Date of Award

Fall 12-2021

Document Type


Degree Name

Doctor of Philosophy (PhD)



Committee Director

Jean R. Delayen

Committee Member

Geoffrey A. Krafft

Committee Member

Riad Suleiman

Committee Member

Sebastian E. Kuhn

Committee Member

Helmut Baumgart


Magnetized electron cooling of the ion beam is one of the major approaches towards obtaining the required high luminosity in the proposed Electron-Ion Collider (EIC). To increase the cooling efficiency, a bunched electron beam with a high bunch charge and high repetition rate is required.
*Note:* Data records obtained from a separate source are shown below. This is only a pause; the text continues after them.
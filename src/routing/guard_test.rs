use super::*;
use crate::test_support::user;

fn signed_in(role: Role) -> AuthState {
    AuthState { user: Some(user("u-1", role)), is_loading: false }
}

#[test]
fn loading_is_pending_even_with_user() {
    let state = AuthState::hydrating();
    assert_eq!(guard(&state, None, "/profile"), GuardOutcome::Pending);

    let state = AuthState { user: Some(user("u-1", Role::Customer)), is_loading: true };
    assert_eq!(guard(&state, Some(Role::Admin), "/admin"), GuardOutcome::Pending);
}

#[test]
fn anonymous_redirects_to_login_with_return_path() {
    let state = AuthState { user: None, is_loading: false };
    assert_eq!(
        guard(&state, None, "/book/42"),
        GuardOutcome::RedirectToLogin { return_to: "/book/42".into() }
    );
    assert_eq!(
        guard(&state, Some(Role::Admin), "/admin"),
        GuardOutcome::RedirectToLogin { return_to: "/admin".into() }
    );
}

#[test]
fn wrong_role_redirects_home() {
    assert_eq!(guard(&signed_in(Role::Customer), Some(Role::Admin), "/admin"), GuardOutcome::RedirectToHome);
}

#[test]
fn matching_role_renders() {
    assert_eq!(guard(&signed_in(Role::Admin), Some(Role::Admin), "/admin"), GuardOutcome::Render);
}

#[test]
fn no_required_role_renders_any_user() {
    assert_eq!(guard(&signed_in(Role::Customer), None, "/profile"), GuardOutcome::Render);
    assert_eq!(guard(&signed_in(Role::Admin), None, "/profile"), GuardOutcome::Render);
}
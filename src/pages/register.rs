//! Account creation form.

#[cfg(test)]
#[path = "register_test.rs"]
mod tests;

use std::sync::Arc;

use super::lifecycle::ViewCell;
use crate::net::RentalApi;
use crate::net::types::{Role, SignUpRequest};
use crate::routing::{Goto, LocationState, Route};
use crate::state::{MissingProvider, Scope, use_api};

pub const REGISTER_FAILED: &str = "Registration failed. Please try again.";
pub const REGISTERED: &str = "Account created successfully! Please log in.";

#[derive(Debug, Clone, Default, PartialEq, Eq)]
pub struct RegisterForm {
    pub name: String,
    pub email: String,
    pub password: String,
    pub phone: String,
    pub address: String,
}

#[derive(Debug, Clone, Default, PartialEq, Eq)]
pub struct RegisterState {
    pub loading: bool,
    pub error: Option<String>,
}

pub struct RegisterPage {
    api: Arc<dyn RentalApi>,
    cell: ViewCell<RegisterState>,
}

impl RegisterPage {
    /// # Errors
    ///
    /// Returns [`MissingProvider`] if `scope` lacks the API.
    pub fn new(scope: &Scope) -> Result<Self, MissingProvider> {
        Ok(Self { api: use_api(scope)?, cell: ViewCell::new(RegisterState::default()) })
    }

    #[must_use]
    pub fn state(&self) -> RegisterState {
        self.cell.snapshot()
    }

    pub fn unmount(&self) {
        self.cell.unmount();
    }

    /// Create a customer account. Sign-up issues no token, so success sends
    /// the visitor to sign in with a confirmation message.
    pub async fn submit(&self, form: &RegisterForm) -> Option<Goto> {
        let mut started = false;
        self.cell.update(|s| {
            if !s.loading {
                s.loading = true;
                s.error = None;
                started = true;
            }
        });
        if !started {
            return None;
        }

        let request = SignUpRequest {
            name: form.name.trim().to_owned(),
            email: form.email.trim().to_owned(),
            password: form.password.clone(),
            phone: form.phone.trim().to_owned(),
            address: form.address.trim().to_owned(),
            role: Role::Customer,
        };
        let result = self.api.sign_up(&request).await;
        if let Err(e) = &result {
            tracing::debug!(error = %e, "sign up rejected");
        }

        let applied = self.cell.update(|s| {
            s.loading = false;
            if let Err(e) = &result {
                s.error = Some(e.user_message(REGISTER_FAILED));
            }
        });
        (result.is_ok() && applied).then(|| Goto::new(Route::Login.path(), LocationState::with_message(REGISTERED)))
    }
}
However, these features can combine to enhance the collective interactions, such as the space charge effect. A magnetized electron beam was successfully generated at the Thomas Jefferson National Accelerator Facility (JLab) using a compact, 300 kV DC high voltage photo-gun with an inverted insulator geometry and bi-alkali antimonide photocathode. The beam magnetization was characterized using a modest diagnostic beamline to measure beam sizes, rotation angles, and normalized transverse emittance as a function of magnetic field at the photocathode, laser spot size, and gun high-voltage. Simultaneously, simulations were performed using the A Space Charge Tracking Algorithm (ASTRA) and General Particle Tracer (GPT) programs. Further, sustained high average current magnetized beam up to 28 mA was demonstrated, and the photocathode lifetime for different magnetized electron beam currents was investigated. In the second part of the project, the space charge effect in low-energy magnetized electron beams was studied and compared with GPT simulations. The high bunch charge studies showed evidence of space charge current limitations starting at 0.3 nC and limited the maximum delivered bunch charge to 0.7 nC. To reach the high bunch charge goal of a few nC, the existing DC photo-gun design was modified using CST Studio Suite’s electromagnetic field solver, and a way to cancel the beam deflection exerted by the non-symmetric nature of the inverted insulator photo-gun geometry was discovered. This thesis presents a detailed description of the generation, characterization, and simulation of high current, high bunch charge magnetized electron beams at JLab, as well as the modified photo-gun design. Together with measurements and simulations, the purpose of this thesis is to provide a solid background on the theoretical aspects and the experimental challenges associated with magnetized electron beams for accelerator applications.